There were certainly times during the Pittsburgh Steelers’ opening game where it might have felt like a nightmare for fans as they watched integral Pro Bowl players seemingly dropping like flies due to injuries in the late stages. Fortunately, most appear to have been rather minor, but they had their impacts in-game.
Take second-year running back Najee Harris’ foot injury, for example. He was unable to finish, and the Steelers had to rely on rookie college free agent Jaylen Warren to finish things out. While they were in passing mode at that point, it put him in the position to test not just his diagnostic but his physical abilities in pass protection—which Matt Canada also put to good use on jet sweeps.
“I think I really enjoy the physical part of football”, he told Chris Adamski for the Pittsburgh Tribune-Review in an interview yesterday, a comment that I think will surprise exactly nobody who knows about him. “I think that’s why I enjoy it so much, especially when a teammate is able to score and there’s (a defender) there and I can make (an impact) in that situation, I try to do what I can to help them”.
While he personally only recorded three touches, none exceeding three yards, that did not stop the rookie from compiling a miniature highlight reel of clips from his work in pass protection and as a lead blocker for wide receiver Chase Claypool on jet sweeps.
The Steelers showed beyond a shadow of a doubt that they have full faith and trust in Warren when they left him out there as the pass protection back, even though that is a role with which they have previously been comfortable with Benny Snell Jr. They started him off second on the depth chart and they didn’t balk when given the opportunity to prove it in game one.

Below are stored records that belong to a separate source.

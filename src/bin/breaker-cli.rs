use clap::{Parser, Subcommand};
use reqwest::header::{HeaderMap, HeaderValue, AUTHORIZATION};
use serde_json::Value;

#[derive(Parser)]
#[command(name = "breaker-cli")]
#[command(about = "Inspect and steer the storefront gateway's circuit breakers", long_about = None)]
struct Cli {
    /// Gateway base URL.
    #[arg(short, long, default_value = "http://localhost:3000", env = "GATEWAY_URL")]
    url: String,

    /// Admin API key, sent as a bearer token when set.
    #[arg(short, long, env = "GATEWAY_ADMIN_KEY")]
    key: Option<String>,

    #[command(subcommand)]
    command: Commands,
}

#[derive(Subcommand)]
enum Commands {
    /// Show every breaker and the overall health
    Status,
    /// Force one service's breaker closed
    Reset { service: String },
    /// Force every breaker closed
    ResetAll,
    /// Force one service's breaker open
    Open { service: String },
}

#[tokio::main]
async fn main() -> Result<(), Box<dyn std::error::Error>> {
    let cli = Cli::parse();
    let client = reqwest::Client::new();
    let base = cli.url.trim_end_matches('/');

    let mut headers = HeaderMap::new();
    if let Some(key) = &cli.key {
        headers.insert(AUTHORIZATION, HeaderValue::from_str(&format!("Bearer {key}"))?);
    }

    let request = match &cli.command {
        Commands::Status => client.get(format!("{base}/circuit-breaker/status")),
        Commands::Reset { service } => client.post(format!("{base}/circuit-breaker/{service}/reset")),
        Commands::ResetAll => client.post(format!("{base}/circuit-breaker/reset")),
        Commands::Open { service } => client.post(format!("{base}/circuit-breaker/{service}/open")),
    };

    let res = request.headers(headers).send().await?;
    print_response(res).await
}

async fn print_response(res: reqwest::Response) -> Result<(), Box<dyn std::error::Error>> {
    let status = res.status();
    if !status.is_success() {
        eprintln!("Error: gateway returned status {status}");
        if let Ok(text) = res.text().await {
            eprintln!("Response: {text}");
        }
        std::process::exit(1);
    }

    let json: Value = res.json().await?;
    println!("{}", serde_json::to_string_pretty(&json)?);
    Ok(())
}
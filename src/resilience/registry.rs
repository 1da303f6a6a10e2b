//! Process-wide store of circuit breakers, one per downstream service.
//!
//! # Responsibilities
//! - Create breakers lazily on first lookup, seeded from a profile
//! - Guarantee a single live breaker per name under concurrent first access
//! - Aggregate snapshots and bulk reset for the admin endpoints
//!
//! # Design Decisions
//! - Sharded map (DashMap); the shard lock is held only for lookup/insert,
//!   never while a breaker executes or snapshots
//! - Breakers live for the registry's lifetime; no eviction
//! - Constructed once at startup and injected, not a global

use std::collections::{BTreeMap, HashMap};
use std::sync::Arc;

use dashmap::DashMap;

use crate::config::{BreakerConfig, BreakerOverrides, BreakerSettings, ProfileKind};
use crate::resilience::circuit_breaker::{BreakerSnapshot, CircuitBreaker, StateListener};

/// Keyed collection of breakers.
pub struct BreakerRegistry {
    breakers: DashMap<String, Arc<CircuitBreaker>>,
    config: BreakerConfig,
    /// Per-service profile pins from the service table; win over `config.service_profiles`.
    pinned: HashMap<String, ProfileKind>,
    /// Attached to every breaker created from here on.
    listener: Option<StateListener>,
}

impl BreakerRegistry {
    pub fn new(config: BreakerConfig) -> Self {
        Self {
            breakers: DashMap::new(),
            config,
            pinned: HashMap::new(),
            listener: None,
        }
    }

    /// Observe state changes of every breaker this registry creates.
    pub fn with_listener(mut self, listener: StateListener) -> Self {
        self.listener = Some(listener);
        self
    }

    /// Pin a service to a profile regardless of the static table.
    pub fn with_profile(mut self, service: impl Into<String>, kind: ProfileKind) -> Self {
        self.pinned.insert(service.into(), kind);
        self
    }

    pub fn profile_for(&self, service: &str) -> ProfileKind {
        self.pinned
            .get(service)
            .or_else(|| self.config.service_profiles.get(service))
            .copied()
            .unwrap_or(ProfileKind::Standard)
    }

    /// Profile defaults for `service`, with `overrides` applied on top.
    pub fn settings_for(&self, service: &str, overrides: Option<&BreakerOverrides>) -> BreakerSettings {
        let base = self.config.profile(self.profile_for(service));
        match overrides {
            Some(overrides) => base.merged(overrides),
            None => base.clone(),
        }
    }

    /// Existing breaker for `service`, or a new one built from its profile.
    ///
    /// Overrides only matter on the lookup that creates the breaker.
    pub fn get(&self, service: &str, overrides: Option<&BreakerOverrides>) -> Arc<CircuitBreaker> {
        if let Some(existing) = self.breakers.get(service) {
            return existing.value().clone();
        }

        self.breakers
            .entry(service.to_string())
            .or_insert_with(|| {
                let settings = self.settings_for(service, overrides);
                tracing::info!(
                    service = %service,
                    profile = %self.profile_for(service),
                    timeout_ms = settings.timeout_ms,
                    error_threshold = settings.error_threshold_percentage,
                    "Circuit breaker created"
                );
                let breaker = CircuitBreaker::new(service, settings);
                Arc::new(match &self.listener {
                    Some(listener) => breaker.with_listener(listener.clone()),
                    None => breaker,
                })
            })
            .value()
            .clone()
    }

    pub fn get_default(&self, service: &str) -> Arc<CircuitBreaker> {
        self.get(service, None)
    }

    /// Existing breaker only; never creates.
    pub fn lookup(&self, service: &str) -> Option<Arc<CircuitBreaker>> {
        self.breakers.get(service).map(|entry| entry.value().clone())
    }

    pub fn len(&self) -> usize {
        self.breakers.len()
    }

    pub fn is_empty(&self) -> bool {
        self.breakers.is_empty()
    }

    // Clone the Arcs out first so no shard lock is held while breakers are locked.
    fn all(&self) -> Vec<Arc<CircuitBreaker>> {
        self.breakers.iter().map(|entry| entry.value().clone()).collect()
    }

    /// Snapshot of every registered breaker, keyed by name.
    pub fn snapshot_all(&self) -> BTreeMap<String, BreakerSnapshot> {
        self.all()
            .into_iter()
            .map(|breaker| (breaker.name().to_string(), breaker.snapshot()))
            .collect()
    }

    /// Force one breaker closed. `None` if the service was never registered.
    pub fn reset(&self, service: &str) -> Option<BreakerSnapshot> {
        let breaker = self.lookup(service)?;
        breaker.reset();
        tracing::info!(service = %service, "Circuit breaker reset");
        Some(breaker.snapshot())
    }

    /// Force every breaker closed and return the fresh snapshot.
    pub fn reset_all(&self) -> BTreeMap<String, BreakerSnapshot> {
        for breaker in self.all() {
            breaker.reset();
        }
        tracing::info!(count = self.len(), "All circuit breakers reset");
        self.snapshot_all()
    }

    /// Force one breaker open. `None` if the service was never registered.
    pub fn force_open(&self, service: &str) -> Option<BreakerSnapshot> {
        let breaker = self.lookup(service)?;
        breaker.force_open();
        Some(breaker.snapshot())
    }
}

impl std::fmt::Debug for BreakerRegistry {
    fn fmt(&self, f: &mut std::fmt::Formatter<'_>) -> std::fmt::Result {
        f.debug_struct("BreakerRegistry")
            .field("breakers", &self.breakers.len())
            .field("pinned", &self.pinned)
            .field("listener", &self.listener.is_some())
            .finish()
    }
}

impl Default for BreakerRegistry {
    fn default() -> Self {
        Self::new(BreakerConfig::default())
    }
}

#[cfg(test)]
mod tests {
    use super::*;
    use crate::resilience::circuit_breaker::CircuitState;

    #[test]
    fn test_profiles_follow_static_table() {
        let registry = BreakerRegistry::default();
        assert_eq!(registry.profile_for("auth-service"), ProfileKind::Critical);
        assert_eq!(registry.profile_for("analytics-service"), ProfileKind::NonCritical);
        assert_eq!(registry.profile_for("flower-recommendations"), ProfileKind::Standard);

        let registry = registry.with_profile("flower-recommendations", ProfileKind::Critical);
        assert_eq!(registry.profile_for("flower-recommendations"), ProfileKind::Critical);
        assert_eq!(
            registry.get_default("flower-recommendations").settings(),
            &BreakerSettings::critical()
        );
    }

    #[test]
    fn test_get_returns_same_instance_and_ignores_late_overrides() {
        let registry = BreakerRegistry::default();
        let overrides = BreakerOverrides {
            volume_threshold: Some(2),
            ..Default::default()
        };

        let first = registry.get("cart-service", Some(&overrides));
        let second = registry.get("cart-service", Some(&BreakerOverrides {
            volume_threshold: Some(99),
            ..Default::default()
        }));

        assert!(Arc::ptr_eq(&first, &second));
        assert_eq!(first.settings().volume_threshold, 2);
        assert_eq!(first.settings().half_open_requests, BreakerSettings::critical().half_open_requests);
        assert_eq!(registry.len(), 1);
    }

    #[test]
    fn test_concurrent_first_access_creates_one_breaker() {
        let registry = Arc::new(BreakerRegistry::default());
        let barrier = Arc::new(std::sync::Barrier::new(16));

        let handles: Vec<_> = (0..16)
            .map(|_| {
                let registry = registry.clone();
                let barrier = barrier.clone();
                std::thread::spawn(move || {
                    barrier.wait();
                    registry.get_default("order-service")
                })
            })
            .collect();
        let breakers: Vec<_> = handles.into_iter().map(|h| h.join().unwrap()).collect();

        assert_eq!(registry.len(), 1);
        assert!(breakers.iter().all(|b| Arc::ptr_eq(b, &breakers[0])));
    }

    #[test]
    fn test_lookup_and_reset_unknown() {
        let registry = BreakerRegistry::default();
        assert!(registry.lookup("ghost-service").is_none());
        assert!(registry.reset("ghost-service").is_none());
        assert!(registry.force_open("ghost-service").is_none());
        assert!(registry.is_empty());
    }

    #[tokio::test(start_paused = true)]
    async fn test_reset_all_twice_yields_closed_zeroed_state() {
        let registry = BreakerRegistry::default();
        for name in ["auth-service", "product-service", "i18n-service"] {
            let breaker = registry.get_default(name);
            breaker.try_acquire().unwrap().fail();
            breaker.force_open();
        }

        let first = registry.reset_all();
        let second = registry.reset_all();

        assert_eq!(first.len(), 3);
        for snapshots in [&first, &second] {
            for snap in snapshots.values() {
                assert_eq!(snap.state, CircuitState::Closed);
                assert_eq!((snap.requests, snap.failures, snap.successes), (0, 0, 0));
                assert_eq!(snap.stats.total_failures, 1);
            }
        }
    }

    #[tokio::test(start_paused = true)]
    async fn test_snapshot_all_is_keyed_by_name() {
        let registry = BreakerRegistry::default();
        registry.get_default("review-service");
        registry.get_default("auth-service").force_open();

        let snapshots = registry.snapshot_all();
        let names: Vec<_> = snapshots.keys().cloned().collect();
        assert_eq!(names, vec!["auth-service", "review-service"]);
        assert_eq!(snapshots["auth-service"].state, CircuitState::Open);
        assert_eq!(snapshots["auth-service"].retry_after, 60);

        let reopened = registry.reset("auth-service").unwrap();
        assert_eq!(reopened.state, CircuitState::Closed);
    }

    #[tokio::test(start_paused = true)]
    async fn test_listener_is_shared_by_created_breakers() {
        let seen = Arc::new(std::sync::Mutex::new(Vec::new()));
        let sink = seen.clone();
        let registry = BreakerRegistry::default().with_listener(Arc::new(move |name: &str, from: CircuitState, to: CircuitState| {
            sink.lock().unwrap().push((name.to_string(), from, to));
        }));

        registry.get_default("payment-service").force_open();
        registry.get_default("wishlist-service");
        registry.reset_all();

        let mut seen = seen.lock().unwrap().clone();
        seen.sort_by(|a, b| a.0.cmp(&b.0));
        assert_eq!(
            seen,
            vec![
                ("payment-service".to_string(), CircuitState::Closed, CircuitState::Open),
                ("payment-service".to_string(), CircuitState::Open, CircuitState::Closed),
            ]
        );
    }
}
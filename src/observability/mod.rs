//! Observability subsystem.
//!
//! # Data Flow
//! ```text
//! All subsystems produce:
//!     → logging.rs (structured log events via `tracing`)
//!     → metrics.rs (counters, gauges, histograms)
//!
//! Consumers:
//!     → Log aggregation (stdout)
//!     → Metrics endpoint (Prometheus scrape)
//! ```
//!
//! # Design Decisions
//! - Request ID flows through every log line on the request path
//! - Breaker transitions are always logged and exported as a gauge
//! - Metrics are cheap (no-ops until a recorder is installed)

pub mod logging;
pub mod metrics;
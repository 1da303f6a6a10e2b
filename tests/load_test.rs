//! Concurrent traffic through the gateway.

use std::time::Duration;

use axum::{body::Body, http::Request, http::StatusCode};
use futures_util::future::join_all;
use tower::ServiceExt;

use storefront_gateway::resilience::CircuitState;
use storefront_gateway::{GatewayServer, Shutdown};

mod common;
use common::{product_gateway, Reply, StubForwarder};

#[tokio::test]
async fn test_concurrent_healthy_traffic_over_tcp() {
    let backend = common::start_programmable_backend(|_| async { (200, r#"{"ok":true}"#.into()) }).await;

    let mut config = product_gateway(&backend.to_string());
    // Keep the window large enough that nothing here can trip it.
    config.breaker.standard.volume_threshold = 1_000;
    let listener = tokio::net::TcpListener::bind("127.0.0.1:0").await.unwrap();
    let addr = listener.local_addr().unwrap();
    let server = GatewayServer::new(config);
    let registry = server.registry();
    let shutdown = Shutdown::new();
    tokio::spawn(server.run(listener, shutdown.subscribe()));

    let client = reqwest::Client::builder().no_proxy().build().unwrap();
    let requests = (0..50).map(|i| {
        let client = client.clone();
        async move {
            client
                .get(format!("http://{addr}/api/products/{i}"))
                .send()
                .await
                .map(|r| r.status())
        }
    });
    let statuses = join_all(requests).await;

    assert!(statuses.iter().all(|s| matches!(s, Ok(s) if *s == 200)));
    let snap = registry.lookup("product-service").unwrap().snapshot();
    assert_eq!(snap.state, CircuitState::Closed);
    assert_eq!(snap.successes, 50);
    assert_eq!(snap.stats.total_requests, 50);

    shutdown.trigger();
}

#[tokio::test(start_paused = true)]
async fn test_half_open_admits_one_probe_under_burst() {
    let stub = StubForwarder::new(|call| {
        if call < 2 {
            Reply::Status(500)
        } else {
            Reply::Delayed(Duration::from_millis(100), 200)
        }
    });
    let server = GatewayServer::with_forwarder(product_gateway("127.0.0.1:1"), stub.clone());
    let router = server.router();
    let get = || Request::builder().uri("/api/products").body(Body::empty()).unwrap();

    for _ in 0..2 {
        router.clone().oneshot(get()).await.unwrap();
    }
    let breaker = server.registry().lookup("product-service").unwrap();
    assert_eq!(breaker.state(), CircuitState::Open);

    tokio::time::advance(Duration::from_millis(250)).await;

    let burst = (0..10).map(|_| router.clone().oneshot(get()));
    let responses = join_all(burst).await;
    let statuses: Vec<_> = responses.into_iter().map(|r| r.unwrap().status()).collect();

    let ok = statuses.iter().filter(|s| **s == StatusCode::OK).count();
    let rejected = statuses.iter().filter(|s| **s == StatusCode::SERVICE_UNAVAILABLE).count();
    assert_eq!((ok, rejected), (1, 9));
    assert_eq!(stub.calls(), 3);
    assert_eq!(breaker.state(), CircuitState::Closed);
}
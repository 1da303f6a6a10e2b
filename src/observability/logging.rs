//! Structured logging.
//!
//! # Design Decisions
//! - Uses tracing crate for structured logging
//! - `RUST_LOG` wins over the configured level

use tracing_subscriber::{layer::SubscriberExt, util::SubscriberInitExt, EnvFilter};

use crate::config::ObservabilityConfig;

/// Filter directive used when `RUST_LOG` is not set.
pub fn default_directive(config: &ObservabilityConfig) -> String {
    format!(
        "storefront_gateway={level},tower_http={level}",
        level = config.log_level
    )
}

/// Install the global subscriber. Safe to call more than once; later calls are ignored.
pub fn init_logging(config: &ObservabilityConfig) {
    let filter = EnvFilter::try_from_default_env()
        .unwrap_or_else(|_| EnvFilter::new(default_directive(config)));

    let _ = tracing_subscriber::registry()
        .with(filter)
        .with(tracing_subscriber::fmt::layer())
        .try_init();
}
//! Configuration validation.
//!
//! # Responsibilities
//! - Semantic validation (serde handles syntactic)
//! - Validate value ranges (percentages, non-zero timeouts and trial counts)
//! - Detect duplicate service names and conflicting path prefixes
//!
//! # Design Decisions
//! - Returns all validation errors, not just first
//! - Validation is pure function: GatewayConfig → Result<(), Vec<ValidationError>>
//! - Runs before config is accepted into the system

use std::collections::HashSet;
use std::net::SocketAddr;

use thiserror::Error;

use crate::config::schema::{BreakerSettings, GatewayConfig, ProfileKind};

/// Paths the gateway serves itself.
const RESERVED_PREFIXES: [&str; 2] = ["/health", "/circuit-breaker"];

/// A single semantic problem found in a configuration.
#[derive(Debug, Clone, PartialEq, Eq, Error)]
pub enum ValidationError {
    #[error("{profile} profile: errorThresholdPercentage {value} exceeds 100")]
    ThresholdOutOfRange { profile: ProfileKind, value: u8 },

    #[error("{profile} profile: {field} must be greater than zero")]
    ZeroValue { profile: ProfileKind, field: &'static str },

    #[error("service '{0}' is defined more than once")]
    DuplicateService(String),

    #[error("path prefix '{0}' is used by more than one service")]
    DuplicatePrefix(String),

    #[error("service '{name}': path prefix '{prefix}' must start with '/' and contain no '{{' or '}}'")]
    InvalidPrefix { name: String, prefix: String },

    #[error("service '{name}': path prefix '{prefix}' overlaps gateway route '{reserved}'")]
    ReservedPrefix {
        name: String,
        prefix: String,
        reserved: &'static str,
    },

    #[error("timeouts.request_secs must be greater than zero")]
    ZeroRequestTimeout,

    #[error("{profile} profile: timeoutMs {timeout_ms} must be below the request timeout of {request_ms}ms")]
    TimeoutNotBelowRequestTimeout {
        profile: ProfileKind,
        timeout_ms: u64,
        request_ms: u64,
    },

    #[error("service '{name}': invalid address '{address}'")]
    InvalidAddress { name: String, address: String },

    #[error("admin.api_key is set but blank")]
    BlankAdminKey,
}

/// Validate a parsed configuration, collecting every error.
pub fn validate_config(config: &GatewayConfig) -> Result<(), Vec<ValidationError>> {
    let mut errors = Vec::new();

    let request_ms = config.timeouts.request_secs.saturating_mul(1000);
    if request_ms == 0 {
        errors.push(ValidationError::ZeroRequestTimeout);
    }

    for kind in [ProfileKind::Critical, ProfileKind::Standard, ProfileKind::NonCritical] {
        let settings = config.breaker.profile(kind);
        validate_settings(kind, settings, &mut errors);
        // The outer request timeout must never fire before the breaker's.
        if request_ms > 0 && settings.timeout_ms >= request_ms {
            errors.push(ValidationError::TimeoutNotBelowRequestTimeout {
                profile: kind,
                timeout_ms: settings.timeout_ms,
                request_ms,
            });
        }
    }

    let mut names = HashSet::new();
    let mut prefixes = HashSet::new();
    for service in &config.services {
        if !names.insert(service.name.as_str()) {
            errors.push(ValidationError::DuplicateService(service.name.clone()));
        }
        let prefix = service.path_prefix.trim_end_matches('/');
        if !service.path_prefix.starts_with('/') || prefix.contains(['{', '}']) {
            errors.push(ValidationError::InvalidPrefix {
                name: service.name.clone(),
                prefix: service.path_prefix.clone(),
            });
        } else if let Some(reserved) = reserved_overlap(prefix) {
            errors.push(ValidationError::ReservedPrefix {
                name: service.name.clone(),
                prefix: service.path_prefix.clone(),
                reserved,
            });
        } else if !prefixes.insert(prefix) {
            errors.push(ValidationError::DuplicatePrefix(service.path_prefix.clone()));
        }
        if service.address.parse::<SocketAddr>().is_err() {
            errors.push(ValidationError::InvalidAddress {
                name: service.name.clone(),
                address: service.address.clone(),
            });
        }
    }

    // A whitespace-only key cannot be sent as a usable bearer token.
    if !config.admin.api_key.is_empty() && config.admin.api_key.trim().is_empty() {
        errors.push(ValidationError::BlankAdminKey);
    }

    if errors.is_empty() {
        Ok(())
    } else {
        Err(errors)
    }
}

fn reserved_overlap(prefix: &str) -> Option<&'static str> {
    RESERVED_PREFIXES.into_iter().find(|reserved| {
        prefix
            .strip_prefix(reserved)
            .is_some_and(|rest| rest.is_empty() || rest.starts_with('/'))
    })
}

fn validate_settings(profile: ProfileKind, settings: &BreakerSettings, errors: &mut Vec<ValidationError>) {
    if settings.error_threshold_percentage > 100 {
        errors.push(ValidationError::ThresholdOutOfRange {
            profile,
            value: settings.error_threshold_percentage,
        });
    }
    let zero_checks = [
        ("timeoutMs", settings.timeout_ms == 0),
        ("resetTimeoutMs", settings.reset_timeout_ms == 0),
        ("halfOpenRequests", settings.half_open_requests == 0),
    ];
    for (field, is_zero) in zero_checks {
        if is_zero {
            errors.push(ValidationError::ZeroValue { profile, field });
        }
    }
}
//! Lifecycle management subsystem.
//!
//! # Data Flow
//! ```text
//! Signals (signals.rs):
//!     SIGTERM/SIGINT → shutdown_signal() resolves
//!
//! Shutdown (shutdown.rs):
//!     trigger() → every subscriber (server, background tasks) stops
//!     → in-flight requests drain → exit
//! ```

pub mod shutdown;
pub mod signals;

pub use shutdown::Shutdown;
pub use signals::shutdown_signal;
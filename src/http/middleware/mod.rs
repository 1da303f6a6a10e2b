//! Per-route middleware.

pub mod circuit_breaker;

pub use circuit_breaker::{circuit_breaker_middleware, ProtectionState};
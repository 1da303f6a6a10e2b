//! Metrics collection and exposition.
//!
//! # Metrics
//! - `gateway_requests_total` (counter): proxied requests by service, status
//! - `gateway_request_duration_seconds` (histogram): latency by service
//! - `circuit_breaker_state` (gauge): 0=closed, 1=half-open, 2=open
//! - `circuit_breaker_rejections_total` (counter): fast-failed calls by service
//! - `circuit_breaker_outcomes_total` (counter): recorded outcomes by service, outcome

use std::net::SocketAddr;
use std::time::Instant;

use metrics::{counter, gauge, histogram};
use metrics_exporter_prometheus::PrometheusBuilder;

use crate::resilience::circuit_breaker::{CircuitState, Outcome};

/// Install the Prometheus recorder with its own HTTP listener.
pub fn init_metrics(addr: SocketAddr) {
    match PrometheusBuilder::new().with_http_listener(addr).install() {
        Ok(()) => tracing::info!(address = %addr, "Metrics exporter listening"),
        Err(e) => tracing::error!(address = %addr, error = %e, "Failed to install metrics exporter"),
    }
}

pub fn record_request(service: &str, status: u16, start: Instant) {
    counter!(
        "gateway_requests_total",
        "service" => service.to_string(),
        "status" => status.to_string()
    )
    .increment(1);
    histogram!("gateway_request_duration_seconds", "service" => service.to_string())
        .record(start.elapsed().as_secs_f64());
}

pub fn record_breaker_state(service: &str, state: CircuitState) {
    let value = match state {
        CircuitState::Closed => 0.0,
        CircuitState::HalfOpen => 1.0,
        CircuitState::Open => 2.0,
    };
    gauge!("circuit_breaker_state", "service" => service.to_string()).set(value);
}

pub fn record_rejection(service: &str) {
    counter!("circuit_breaker_rejections_total", "service" => service.to_string()).increment(1);
}

pub fn record_outcome(service: &str, outcome: Outcome) {
    counter!(
        "circuit_breaker_outcomes_total",
        "service" => service.to_string(),
        "outcome" => outcome.as_str()
    )
    .increment(1);
}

And their confidence in him was rewarded, because he delivered what was asked of him. There were multiple plays in which he had to step up and stick his nose into the fan to make a play on a blitz pickup, and he tended to win those reps, even knocking his man to the ground.
Equally impressive was both the effort and production that he achieved working as an end-around lead, serving as a helpful blocker leading Claypool on those end-arounds. These are things that you could pick up on during the broadcast, they were that noticeable.
Many running backs do not come into the league prepared to take on the sheer physicality that the position can demand outside of carrying the football, in which scenario they are the bowling ball rather than the pin. In Warren’s case, he simply refuses to be the pin. He just enjoys the physical component of the game too much. And you can rest assured that’s how he ended up on Mike Tomlin’s roster in the first place.